Im Übrigen wiederhole ich das, was ich seit der 1. Auflage an dieser Stelle formuliere:

Das Strafverfahren ist immer im Fluss. Zunächst ging es um die Versuche von Verteidigern/Angeklagten, sich im Strafverfahren, insbesondere auch in der Hauptverhandlung, mehr Einflussmöglichkeiten zu verschaffen. In den letzten Jahren ist dann deutlich, vor allem auch in der Rechtsprechung des BGH, zu erkennen, dass dieser bestrebt und bemüht ist, Verteidiger zu disziplinieren, indem, insbesondere im Beweisantragsrecht, in der StPO nicht vorgesehene "Fristenlösungen" und darauf aufbauende Präklusionen normiert worden sind, die die nach Ansicht des BGH in manchen Fällen ein nicht hinnehmbare – angebliche – Flut von Beweisanträgen eindämmen sollen. Verstärkt – positiv wie negativ – wird dies durch die in der Rechtsprechung des BGH aufgekommene und fortgeführte Tendenz, den Strafverteidiger immer mehr auch für die Einhaltung des Verfahrensrechts (mit-)verantwortlich zu machen. Hingewiesen sei in diesem Zusammenhang beispielhaft nur auf die Entscheidung des BGH zum Verwertungsverbot für Aussagen des nicht belehrten Beschuldigten im Ermittlungsverfahren (grundlegend BGHSt 38, 214), das dann nicht gelten soll, wenn die Aussage in Gegenwart eines Verteidigers gemacht wurde. Darauf baut die Rechtsprechung zur sog. "Widerspruchslösung" auf. Übersehen darf man auch nicht die Bestrebungen des Gesetzgebers zur Stärkung des Opferschutzes: Das Opfer rückt im Strafverfahren immer mehr in den Mittelpunkt, immer weniger geht es um den Angeklagten. Dem steht eine "effektivere und praxistauglichere Ausgestaltung des Strafverfahrens" gegenüber, die an vielen Stellen zum Abbau von bzw. der Erschwerung der Durchsetzung von Verfahrensrechten des Angeklagten führt. Das setzt sich dann fort in einer (angeblichen) "Modernisierung" des Strafverfahrens, das man dann gerade erst in diesem Jahr "fortentwickelt" hat.

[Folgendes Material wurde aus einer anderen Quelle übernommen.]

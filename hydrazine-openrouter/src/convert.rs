use hydrazine_core::MissionRequest;
use serde_json::{Value, json};

use crate::error::OpenRouterError;
use crate::prompt::{system_prompt, user_prompt};
use crate::types::{GenerationParams, ResponseFormat};

/// Builds the chat completion request body for a mission.
pub fn build_request_body(
    model: &str,
    request: &MissionRequest,
    params: &GenerationParams,
    format: ResponseFormat,
) -> Value {
    let mut body = json!({
        "model": model,
        "messages": [
            { "role": "system", "content": system_prompt() },
            { "role": "user", "content": user_prompt(request) }
        ]
    });

    apply_generation_params(&mut body, params);

    if format == ResponseFormat::JsonObject {
        body["response_format"] = json!({ "type": "json_object" });
    }

    body
}

fn apply_generation_params(body: &mut Value, params: &GenerationParams) {
    if let Some(temp) = params.temperature {
        body["temperature"] = json!(temp);
    }
    if let Some(max_tokens) = params.max_tokens {
        body["max_tokens"] = json!(max_tokens);
    }
    if let Some(seed) = params.seed {
        body["seed"] = json!(seed);
    }
}

/// Extracts the assistant text from a chat completion response.
pub fn parse_response(response: &Value) -> Result<String, OpenRouterError> {
    let msg = response
        .get("choices")
        .and_then(|c| c.get(0))
        .and_then(|c| c.get("message"))
        .ok_or_else(|| OpenRouterError::Api {
            status: 0,
            message: "No message in response".to_string(),
        })?;

    let text = match msg.get("content") {
        Some(Value::String(text)) => text.clone(),
        Some(Value::Array(parts)) => parts
            .iter()
            .filter_map(|part| part.get("text").and_then(|t| t.as_str()))
            .collect::<Vec<_>>()
            .join(""),
        _ => String::new(),
    };

    if text.trim().is_empty() {
        return Err(OpenRouterError::Api {
            status: 0,
            message: "Empty completion".to_string(),
        });
    }

    Ok(text)
}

In diesem Spannungsfeld muss der Strafverteidiger agieren und seinem Mandanten Beistand leisten. Das ist nicht immer einfach, weil gegenüber einem "engagierten Verteidiger" häufig (zu) schnell der Vorwurf der Konfliktverteidigung erhoben wird. In dem Zusammenhang wird der Verteidiger dann immer wieder an seine Stellung als "Organ der Rechtspflege" erinnert. Aber auch, wenn der Verteidiger also immer weiter – teilweise einschränkend – mit in die Pflicht genommen wird, bedeutet das nicht das Ende einer "engagierten Strafverteidigung". Diese nützt dem Angeklagten jedoch nur, wenn sie sich nicht in bloßer Aktivität erschöpft, sondern die strafprozessuale Klaviatur beherrscht und die der Verteidigung in der StPO immer noch eingeräumten gesetzlichen Möglichkeiten nutzt. Während meiner von 1981 bis Ende 1992 ausgeübten Tätigkeit als Beisitzer in einer großen Strafkammer und auch danach in der Zeit von Anfang 1995 bis Oktober 2008 als Mitglied eines Strafsenats beim OLG Hamm habe ich jedoch erfahren müssen, dass Verteidiger häufig wenig über ihre – ihnen von der StPO für die Hauptverhandlung eingeräumten – Möglichkeiten und Rechte wissen und sie deshalb dementsprechend häufig auch nicht zugunsten ihres Mandanten anwenden können. Erklären lässt sich dieses Defizit m.E. zum Teil damit, dass die zur Verfügung stehende strafprozessuale Literatur in der Vergangenheit i.d.R. mei...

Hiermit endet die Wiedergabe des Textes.